Segment Open

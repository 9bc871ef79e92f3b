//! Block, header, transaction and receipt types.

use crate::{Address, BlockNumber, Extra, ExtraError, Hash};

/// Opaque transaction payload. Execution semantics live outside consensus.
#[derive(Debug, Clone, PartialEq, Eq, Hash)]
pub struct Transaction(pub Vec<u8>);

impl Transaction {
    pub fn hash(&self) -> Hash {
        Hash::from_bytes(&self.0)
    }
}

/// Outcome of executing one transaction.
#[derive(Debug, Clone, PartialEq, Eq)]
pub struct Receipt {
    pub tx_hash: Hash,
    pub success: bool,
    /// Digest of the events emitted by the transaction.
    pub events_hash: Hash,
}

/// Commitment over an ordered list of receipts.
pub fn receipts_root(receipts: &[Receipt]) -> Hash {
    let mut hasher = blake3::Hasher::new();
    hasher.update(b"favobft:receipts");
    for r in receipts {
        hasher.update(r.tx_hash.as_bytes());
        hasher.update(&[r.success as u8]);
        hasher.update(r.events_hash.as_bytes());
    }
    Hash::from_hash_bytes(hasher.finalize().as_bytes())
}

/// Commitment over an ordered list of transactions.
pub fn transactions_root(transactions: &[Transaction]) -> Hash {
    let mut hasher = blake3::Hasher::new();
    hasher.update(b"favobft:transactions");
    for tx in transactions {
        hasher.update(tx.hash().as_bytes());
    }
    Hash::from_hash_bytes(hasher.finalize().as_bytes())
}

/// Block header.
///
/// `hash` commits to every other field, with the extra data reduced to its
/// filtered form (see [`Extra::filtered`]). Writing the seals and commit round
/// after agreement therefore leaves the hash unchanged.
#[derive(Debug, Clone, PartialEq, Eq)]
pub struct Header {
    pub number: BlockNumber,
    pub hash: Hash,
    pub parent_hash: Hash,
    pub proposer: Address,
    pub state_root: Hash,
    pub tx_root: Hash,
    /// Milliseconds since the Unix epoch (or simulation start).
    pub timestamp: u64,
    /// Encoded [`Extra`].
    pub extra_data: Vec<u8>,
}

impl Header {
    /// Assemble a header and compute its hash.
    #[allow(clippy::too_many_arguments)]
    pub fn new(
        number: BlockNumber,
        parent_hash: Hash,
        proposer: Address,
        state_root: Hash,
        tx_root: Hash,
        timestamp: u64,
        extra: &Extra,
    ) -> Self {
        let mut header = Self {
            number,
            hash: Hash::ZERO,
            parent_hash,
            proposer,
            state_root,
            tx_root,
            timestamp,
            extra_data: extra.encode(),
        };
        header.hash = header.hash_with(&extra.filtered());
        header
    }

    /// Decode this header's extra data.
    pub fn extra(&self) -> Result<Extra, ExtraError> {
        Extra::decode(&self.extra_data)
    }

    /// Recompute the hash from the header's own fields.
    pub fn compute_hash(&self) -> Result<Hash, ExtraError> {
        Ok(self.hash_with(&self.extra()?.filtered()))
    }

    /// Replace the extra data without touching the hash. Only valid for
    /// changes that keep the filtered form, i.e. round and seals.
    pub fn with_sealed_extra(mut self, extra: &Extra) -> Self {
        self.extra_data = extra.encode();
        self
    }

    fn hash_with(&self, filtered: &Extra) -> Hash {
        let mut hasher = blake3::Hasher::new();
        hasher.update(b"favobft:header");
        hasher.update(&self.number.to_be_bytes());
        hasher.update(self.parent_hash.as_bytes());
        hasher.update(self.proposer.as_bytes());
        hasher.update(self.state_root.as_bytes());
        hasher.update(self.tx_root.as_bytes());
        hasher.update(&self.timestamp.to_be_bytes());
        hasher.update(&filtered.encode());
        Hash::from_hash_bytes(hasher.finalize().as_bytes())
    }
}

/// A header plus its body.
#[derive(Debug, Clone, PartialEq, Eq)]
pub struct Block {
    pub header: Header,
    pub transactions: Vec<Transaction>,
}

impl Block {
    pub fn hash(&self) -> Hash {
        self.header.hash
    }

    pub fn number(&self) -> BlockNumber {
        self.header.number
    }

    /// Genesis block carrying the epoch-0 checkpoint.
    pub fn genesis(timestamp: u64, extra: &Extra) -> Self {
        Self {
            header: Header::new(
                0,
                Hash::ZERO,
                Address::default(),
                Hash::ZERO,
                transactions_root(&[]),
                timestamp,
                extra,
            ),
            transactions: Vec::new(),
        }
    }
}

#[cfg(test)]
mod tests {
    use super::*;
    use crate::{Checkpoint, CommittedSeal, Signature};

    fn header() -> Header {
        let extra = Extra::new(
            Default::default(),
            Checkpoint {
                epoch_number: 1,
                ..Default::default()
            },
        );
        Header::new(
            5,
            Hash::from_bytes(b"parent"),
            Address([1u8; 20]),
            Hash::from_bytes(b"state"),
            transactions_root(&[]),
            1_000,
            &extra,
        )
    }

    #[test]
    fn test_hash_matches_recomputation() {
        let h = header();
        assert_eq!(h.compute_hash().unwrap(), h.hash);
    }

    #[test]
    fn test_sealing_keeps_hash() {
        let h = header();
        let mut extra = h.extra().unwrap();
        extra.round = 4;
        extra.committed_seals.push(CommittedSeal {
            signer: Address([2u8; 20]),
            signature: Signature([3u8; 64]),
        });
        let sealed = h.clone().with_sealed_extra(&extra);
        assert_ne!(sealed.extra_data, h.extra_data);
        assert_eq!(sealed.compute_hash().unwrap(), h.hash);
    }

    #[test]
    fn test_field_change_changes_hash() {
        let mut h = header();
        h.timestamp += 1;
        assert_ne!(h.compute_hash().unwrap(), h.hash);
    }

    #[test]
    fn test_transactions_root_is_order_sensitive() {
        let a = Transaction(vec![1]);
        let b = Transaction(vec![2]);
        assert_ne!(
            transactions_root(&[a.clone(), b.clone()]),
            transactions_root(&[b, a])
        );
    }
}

Segment Closed
Segment Open

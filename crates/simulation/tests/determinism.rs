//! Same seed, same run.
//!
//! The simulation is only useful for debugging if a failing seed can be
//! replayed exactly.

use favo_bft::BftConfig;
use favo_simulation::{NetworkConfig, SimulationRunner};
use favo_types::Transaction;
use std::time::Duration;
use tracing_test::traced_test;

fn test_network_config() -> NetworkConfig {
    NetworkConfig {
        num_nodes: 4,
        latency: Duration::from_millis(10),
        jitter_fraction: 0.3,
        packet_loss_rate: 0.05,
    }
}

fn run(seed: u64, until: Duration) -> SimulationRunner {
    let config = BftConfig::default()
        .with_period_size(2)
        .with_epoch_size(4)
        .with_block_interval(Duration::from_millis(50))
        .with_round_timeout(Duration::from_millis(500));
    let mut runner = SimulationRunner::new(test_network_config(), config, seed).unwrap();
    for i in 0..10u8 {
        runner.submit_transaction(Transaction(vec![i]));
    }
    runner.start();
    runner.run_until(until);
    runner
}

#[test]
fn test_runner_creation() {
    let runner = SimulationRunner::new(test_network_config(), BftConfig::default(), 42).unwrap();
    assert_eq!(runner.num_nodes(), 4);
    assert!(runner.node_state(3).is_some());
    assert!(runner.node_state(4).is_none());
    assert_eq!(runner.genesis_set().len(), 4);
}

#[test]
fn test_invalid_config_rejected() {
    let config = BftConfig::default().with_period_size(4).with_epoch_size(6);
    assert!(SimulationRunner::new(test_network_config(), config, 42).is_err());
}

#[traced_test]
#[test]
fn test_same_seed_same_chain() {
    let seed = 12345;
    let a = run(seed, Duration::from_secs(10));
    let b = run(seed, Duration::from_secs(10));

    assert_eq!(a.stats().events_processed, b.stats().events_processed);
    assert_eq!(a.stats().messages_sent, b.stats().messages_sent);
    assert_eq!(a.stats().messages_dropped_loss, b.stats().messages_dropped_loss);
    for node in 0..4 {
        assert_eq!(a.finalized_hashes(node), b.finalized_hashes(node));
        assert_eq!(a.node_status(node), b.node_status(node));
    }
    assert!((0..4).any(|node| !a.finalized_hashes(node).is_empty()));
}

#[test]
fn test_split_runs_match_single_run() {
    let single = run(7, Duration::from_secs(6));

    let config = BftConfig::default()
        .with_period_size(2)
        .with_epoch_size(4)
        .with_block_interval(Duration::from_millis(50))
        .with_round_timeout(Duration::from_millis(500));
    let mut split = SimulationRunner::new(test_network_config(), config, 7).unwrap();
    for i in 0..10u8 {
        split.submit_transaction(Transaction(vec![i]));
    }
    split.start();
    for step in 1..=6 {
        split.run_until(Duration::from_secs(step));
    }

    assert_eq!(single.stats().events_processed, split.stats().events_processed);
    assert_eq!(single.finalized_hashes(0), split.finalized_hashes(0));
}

Segment Closed
Segment Open

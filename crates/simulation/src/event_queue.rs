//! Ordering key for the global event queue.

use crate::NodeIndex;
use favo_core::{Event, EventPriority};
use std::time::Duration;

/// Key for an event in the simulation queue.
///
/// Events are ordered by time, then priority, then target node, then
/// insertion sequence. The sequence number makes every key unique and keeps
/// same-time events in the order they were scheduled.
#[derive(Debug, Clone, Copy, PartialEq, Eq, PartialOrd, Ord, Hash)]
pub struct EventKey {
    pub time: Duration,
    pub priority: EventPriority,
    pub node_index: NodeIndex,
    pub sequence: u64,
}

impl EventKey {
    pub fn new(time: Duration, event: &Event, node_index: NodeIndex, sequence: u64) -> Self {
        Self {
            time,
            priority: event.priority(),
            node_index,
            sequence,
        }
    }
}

Segment Closed

What is required »
Tell how many lines of the entries above include "ordered". The answer should be the number and nothing more.

Output for this exercise »
3